Okay. It's best to have Jason Newton, I think our economist to answer those questions.

Jason Newton

Analyst

Yeah, sure. So on the lower corn acreage, I think, obviously, corn acreage is expected to be lower, which we would expect it to be in 2021. It will have a negative impact on overall potash demand and new turn demand in general, but it is important to note that there is offsets, and we'd expect that a lot of the lost corn acreage would be replaced by soybeans. And so if you take 1 million tonne shift from one product to the other, it worked out to about -- I mean, a loss of about 40,000 tonnes of product for corn, but you gain 25,000 or 30,000 of that back in terms of the soybean demand. So it's not a -- there is an offset with the soybean supply. For fall demand, what really drives farm-level fall demand is weather. And so that's probably the biggest driver of the second half. But we would expect the retail end of the supply chain to be cautious with inventories as we go into the second half of the year, which is what impacted our outlook in that time period. In terms of the potash prices, the U.S. market really followed what happened in the rest of the world, although prices have held up better and in fact, price in the U.S. Gulf were at a premium to what was the case in Brazil but prior to the recent Brazilian prices starting to increase. So we have seen over time that the U.S. market has lagged a little bit behind where the rest of the world is. And as we look into the second half of the year, we'd expect some normal seasonality of the fill season through the summer and then see how demand develops in the fall.

Charles Magro

Analyst

Yes, maybe just a couple of other comments at the highest level in terms of our view of potash pricing going forward, whether it's 2021 or 2022. So look our view is constructive.

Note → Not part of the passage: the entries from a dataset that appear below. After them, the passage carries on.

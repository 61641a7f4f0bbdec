#![forbid(unsafe_code)]
//! tessera-operators: the relational operator set a query compiler threads
//! tables through.
//!
//! Design intent:
//! - Every operator is a pure, synchronous function: it consumes tables and
//!   user-supplied row/reduce closures and returns exactly one new table.
//! - Failures are fatal and carry no partial result.
//! - The window engine shares the group-by machinery: one combined stable
//!   sort, contiguous partition ranges, per-extent map/reduce.

pub mod aggregates;
pub mod group_by;
pub mod join;
pub mod ranking;
pub mod relational;
pub mod rowwise;
pub mod specs;
pub mod window;

pub use group_by::group_by;
pub use join::{join, JoinKind};
pub use relational::{concatenate, distinct, drop, limit, rename, select};
pub use rowwise::{extend, filter, map, project, ProjectSpec};
pub use specs::{AggregationSpec, ExtendSpec, ReduceFn, RowFn};
pub use window::{
    extend_window_agg, extend_window_func, Bound, DurationUnit, Frame, Window, WindowCtx,
    WindowFn,
};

We believe that what we're seeing right now. Now, part of it is the economy and the COVID-19-related. Part of it is we have new capacity coming into the market. But generally speaking, the demand has been growing quite nicely on average. And we would expect that if potash demand continues to grow globally at that 2.5% per year level, once we see the COVID situation and the oil prices stabilize a little bit, you're going to see the supply demand for potash tighten quite readily. And as the market supply demand starts to tighten, I think you're going to see prices follow. So we're quite constructive on potash still. It's a market though that has had a tough year in terms of 2020. And I think what we're seeing right now in terms of the China potash contract settlement at the levels that it did. We are starting to see some constructive behavior in the market when it comes to increased demand and price momentum. And I think longer term, we expect that, that will continue because we do see that demand for potash over time will continue to grow.

Operator

Operator

And there are no further questions in queue at this time., I will turn the call back over to Chuck Magro, CEO.

Charles Magro

Analyst

Okay. Thank you all. I think that was all the questions in the queue. Look, IR is available for any follow-ups that you have. I really appreciate the interest in the company, and I hope that you're all well and safe. Take care and we'll talk soon.

Operator

Operator

Ladies and gentlemen, this concludes today's conference call. Thank you for participating. You may now disconnect.